What does being a doctor have to do with choosing to have a big wedding but failing to do any of the work necessitated by it? If you know you're not going to have time to help and your fiancé doesn't want the big wedding, being a doctor doesn't mean that you have to get your way.

Dungeondragon15 · 08/03/2019 08:26

If your DH wants a big wedding and you don't then why are you organising flower girls in the first place? That seems rather contradictory. DH and I were in a similar position. I told him what I would organise (not much) and what I wouldn't and then stuck to it. This meant that there were no flower girls and loads of other things but obviously I didn't care as I wasn't the one who wanted a big wedding in the first place. DH ended up rushing around a lot at the last minute (when he realised that I really wasn't getting involved I think!) but there were no arguments and the whole thing was pretty much stress free for me.

dimsum321 · 08/03/2019 16:02

I give it 1 year max after DCs arrive.

livefornaps · 09/03/2019 00:30

I concur.

While me and @burritofan live in matrimonial bliss

happymummy12345 · 09/03/2019 11:06

It shouldn't be that hard or cause that much stress.
We had a 3 month engagement and planned our wedding within 2 months. We had no savings at all. And a baby on the way, and I wasn't working. But it was so easy as we worked together and got it done.
I think you need to have a chat about what you both really want

LunafortJest · 09/03/2019 12:04

Men tend not to be as interested in wedding arrangements as us women. I can understand him not being interested in going to girls dressing fittings. That would sound like hell to most men.

Dungeondragon15 · 09/03/2019 15:29

Men tend not to be as interested in wedding arrangements as us women. I can understand him not being interested in going to girls dressing fittings. That would sound like hell to most men.

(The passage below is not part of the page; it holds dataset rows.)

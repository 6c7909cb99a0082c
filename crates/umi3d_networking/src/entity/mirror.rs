//! # Entity Mirror
//!
//! Read-only client copy of the entities one user can see.
//!
//! Transactions are applied strictly in operation order. Scalar operations
//! carry current values and converge when replayed. List edits are gated by
//! their version stamp:
//!
//! ```text
//! stamp <= known      -> Stale     (replay, ignored)
//! stamp == known + 1  -> Applied
//! stamp >  known + 1  -> Desynced  (an edit was lost, reload the entity)
//! ```
//!
//! A full list replacement carries no stamp; the next edit is taken as the
//! new baseline.

use std::collections::{BTreeMap, BTreeSet, HashMap};

use umi3d_shared::PropertyKey;

use super::id::EntityId;
use crate::protocol::{EntityDescriptor, Operation, PropertyValue, Transaction};

/// Result of applying one operation.
#[derive(Clone, Copy, Debug, PartialEq, Eq)]
pub enum ApplyOutcome {
    /// State changed (or was confirmed) by the operation.
    Applied,
    /// Replay of an already applied list edit.
    Stale,
    /// The target entity is not mirrored.
    Missing,
    /// The operation cannot be reconciled; the entity must be reloaded.
    Desynced,
}

/// Outcome counts of one transaction.
#[derive(Clone, Copy, Debug, Default, PartialEq, Eq)]
pub struct TransactionReport {
    /// Applied operations
    pub applied: usize,
    /// Ignored replays
    pub stale: usize,
    /// Operations on unknown entities
    pub missing: usize,
    /// Operations that desynchronized their entity
    pub desynced: usize,
}

impl TransactionReport {
    /// Adds the counts of another report.
    pub fn merge(&mut self, other: Self) {
        self.applied += other.applied;
        self.stale += other.stale;
        self.missing += other.missing;
        self.desynced += other.desynced;
    }

    fn record(&mut self, outcome: ApplyOutcome) {
        match outcome {
            ApplyOutcome::Applied => self.applied += 1,
            ApplyOutcome::Stale => self.stale += 1,
            ApplyOutcome::Missing => self.missing += 1,
            ApplyOutcome::Desynced => self.desynced += 1,
        }
    }
}

/// A mirrored list and the last version stamp applied to it.
#[derive(Clone, Debug, Default, PartialEq)]
pub struct MirroredList {
    /// Items
    pub items: Vec<PropertyValue>,
    /// `None` right after a full replacement
    pub version: Option<u32>,
}

/// Client copy of one entity.
#[derive(Clone, Debug, PartialEq)]
pub struct MirroredEntity {
    id: EntityId,
    parent: Option<EntityId>,
    children: Vec<EntityId>,
    properties: BTreeMap<PropertyKey, PropertyValue>,
    lists: BTreeMap<PropertyKey, MirroredList>,
}

impl MirroredEntity {
    /// Identifier.
    #[must_use]
    pub const fn id(&self) -> EntityId {
        self.id
    }

    /// Parent, `None` for scene roots.
    #[must_use]
    pub const fn parent(&self) -> Option<EntityId> {
        self.parent
    }

    /// Mirrored children.
    #[must_use]
    pub fn children(&self) -> &[EntityId] {
        &self.children
    }

    /// Scalar property.
    #[must_use]
    pub fn property(&self, key: PropertyKey) -> Option<&PropertyValue> {
        self.properties.get(&key)
    }

    /// List property.
    #[must_use]
    pub fn list(&self, key: PropertyKey) -> Option<&MirroredList> {
        self.lists.get(&key)
    }

    fn list_edit(&mut self, key: PropertyKey, version: u32) -> Result<&mut MirroredList, ApplyOutcome> {
        // An unknown list is an empty list nobody edited yet.
        let list = self.lists.entry(key).or_insert_with(|| MirroredList {
            items: Vec::new(),
            version: Some(0),
        });
        match list.version {
            Some(known) if version <= known => Err(ApplyOutcome::Stale),
            Some(known) if version != known + 1 => Err(ApplyOutcome::Desynced),
            _ => Ok(list),
        }
    }
}

/// Client-side mirror of an environment.
#[derive(Clone, Debug, Default)]
pub struct EntityMirror {
    entities: HashMap<EntityId, MirroredEntity>,
    roots: Vec<EntityId>,
    dirty: BTreeSet<EntityId>,
    desynced: BTreeSet<EntityId>,
}

impl EntityMirror {
    /// Creates an empty mirror.
    #[must_use]
    pub fn new() -> Self {
        Self::default()
    }

    /// Number of mirrored entities.
    #[must_use]
    pub fn len(&self) -> usize {
        self.entities.len()
    }

    /// Returns true if nothing is mirrored.
    #[must_use]
    pub fn is_empty(&self) -> bool {
        self.entities.is_empty()
    }

    /// Looks up an entity.
    #[must_use]
    pub fn get(&self, id: EntityId) -> Option<&MirroredEntity> {
        self.entities.get(&id)
    }

    /// Mirrored scene roots.
    #[must_use]
    pub fn roots(&self) -> &[EntityId] {
        &self.roots
    }

    /// Inserts or replaces an entity from its full description.
    pub fn load(&mut self, descriptor: EntityDescriptor) {
        let id = descriptor.id;
        let children = match self.entities.remove(&id) {
            Some(previous) => {
                self.detach(id, previous.parent);
                previous.children
            }
            None => Vec::new(),
        };

        let entity = MirroredEntity {
            id,
            parent: descriptor.parent.filter(|parent| self.entities.contains_key(parent)),
            children,
            properties: descriptor.properties.into_iter().collect(),
            lists: descriptor
                .lists
                .into_iter()
                .map(|list| {
                    let mirrored = MirroredList {
                        items: list.items,
                        version: Some(list.version),
                    };
                    (list.key, mirrored)
                })
                .collect(),
        };
        let parent = entity.parent;
        self.entities.insert(id, entity);
        match parent.and_then(|parent| self.entities.get_mut(&parent)) {
            Some(parent) => parent.children.push(id),
            None => self.roots.push(id),
        }
        self.desynced.remove(&id);
        self.dirty.insert(id);
    }

    /// Applies one operation.
    pub fn apply(&mut self, operation: &Operation) -> ApplyOutcome {
        let outcome = self.apply_inner(operation);
        match outcome {
            ApplyOutcome::Applied => {
                self.dirty.insert(operation.entity());
            }
            ApplyOutcome::Desynced => {
                tracing::warn!(entity = %operation.entity(), kind = ?operation.kind(), "list edit out of sequence, entity needs reload");
                self.desynced.insert(operation.entity());
            }
            ApplyOutcome::Stale | ApplyOutcome::Missing => {}
        }
        outcome
    }

    /// Applies every operation of a transaction, in order.
    pub fn apply_transaction(&mut self, transaction: &Transaction) -> TransactionReport {
        let mut report = TransactionReport::default();
        for operation in &transaction.operations {
            report.record(self.apply(operation));
        }
        report
    }

    /// Entities changed since the last drain.
    pub fn drain_dirty(&mut self) -> Vec<EntityId> {
        std::mem::take(&mut self.dirty).into_iter().collect()
    }

    /// Entities that must be reloaded, cleared by this call.
    pub fn take_desynced(&mut self) -> Vec<EntityId> {
        std::mem::take(&mut self.desynced).into_iter().collect()
    }

    fn apply_inner(&mut self, operation: &Operation) -> ApplyOutcome {
        match operation {
            Operation::LoadEntity { descriptor: Some(descriptor), .. } => {
                self.load(descriptor.clone());
                ApplyOutcome::Applied
            }
            Operation::LoadEntity { entity, descriptor: None, .. } => {
                // Refresh without payload: nothing to do if we know it.
                if self.entities.contains_key(entity) {
                    ApplyOutcome::Stale
                } else {
                    ApplyOutcome::Missing
                }
            }
            Operation::DeleteEntity { entity, .. } => self.remove(*entity),
            Operation::SetEntityProperty { entity, key, value, .. } => {
                let Some(mirrored) = self.entities.get_mut(entity) else {
                    return ApplyOutcome::Missing;
                };
                match value {
                    PropertyValue::List(items) => {
                        mirrored.properties.remove(key);
                        mirrored.lists.insert(
                            *key,
                            MirroredList {
                                items: items.clone(),
                                version: None,
                            },
                        );
                    }
                    value => {
                        mirrored.properties.insert(*key, value.clone());
                    }
                }
                ApplyOutcome::Applied
            }
            Operation::SetEntityListItem { entity, key, index, value, version, .. } => {
                self.edit_list(*entity, *key, *version, |items| {
                    let slot = items.get_mut(*index as usize)?;
                    *slot = value.clone();
                    Some(())
                })
            }
            Operation::AddEntityListItem { entity, key, index, value, version, .. } => {
                self.edit_list(*entity, *key, *version, |items| {
                    let index = *index as usize;
                    (index <= items.len()).then(|| items.insert(index, value.clone()))
                })
            }
            Operation::RemoveEntityListItem { entity, key, index, version, .. } => {
                self.edit_list(*entity, *key, *version, |items| {
                    let index = *index as usize;
                    (index < items.len()).then(|| {
                        items.remove(index);
                    })
                })
            }
        }
    }

    fn edit_list(
        &mut self,
        entity: EntityId,
        key: PropertyKey,
        version: u32,
        edit: impl FnOnce(&mut Vec<PropertyValue>) -> Option<()>,
    ) -> ApplyOutcome {
        let Some(mirrored) = self.entities.get_mut(&entity) else {
            return ApplyOutcome::Missing;
        };
        let list = match mirrored.list_edit(key, version) {
            Ok(list) => list,
            Err(outcome) => return outcome,
        };
        match edit(&mut list.items) {
            Some(()) => {
                list.version = Some(version);
                ApplyOutcome::Applied
            }
            // Index outside the list: our copy is not the one the server edited.
            None => ApplyOutcome::Desynced,
        }
    }

    fn remove(&mut self, id: EntityId) -> ApplyOutcome {
        let Some(entity) = self.entities.remove(&id) else {
            return ApplyOutcome::Missing;
        };
        self.detach(id, entity.parent);
        let mut stack = entity.children;
        while let Some(child) = stack.pop() {
            if let Some(removed) = self.entities.remove(&child) {
                stack.extend(removed.children);
            }
            self.dirty.remove(&child);
            self.desynced.remove(&child);
        }
        self.dirty.remove(&id);
        self.desynced.remove(&id);
        ApplyOutcome::Applied
    }

    fn detach(&mut self, id: EntityId, parent: Option<EntityId>) {
        match parent.and_then(|parent| self.entities.get_mut(&parent)) {
            Some(parent) => parent.children.retain(|child| *child != id),
            None => self.roots.retain(|root| *root != id),
        }
    }
}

Can you understand that not all women enjoy it either as it is not actually encoded into the X chromosome? We are all different and suggesting that OP should do something because she is female and therefore it is more enjoyable for her than her DP is outrageous.

stacktherocks · 09/03/2019 15:46

I am getting the vibe that he doesn’t actually want to get married. Look at his actions.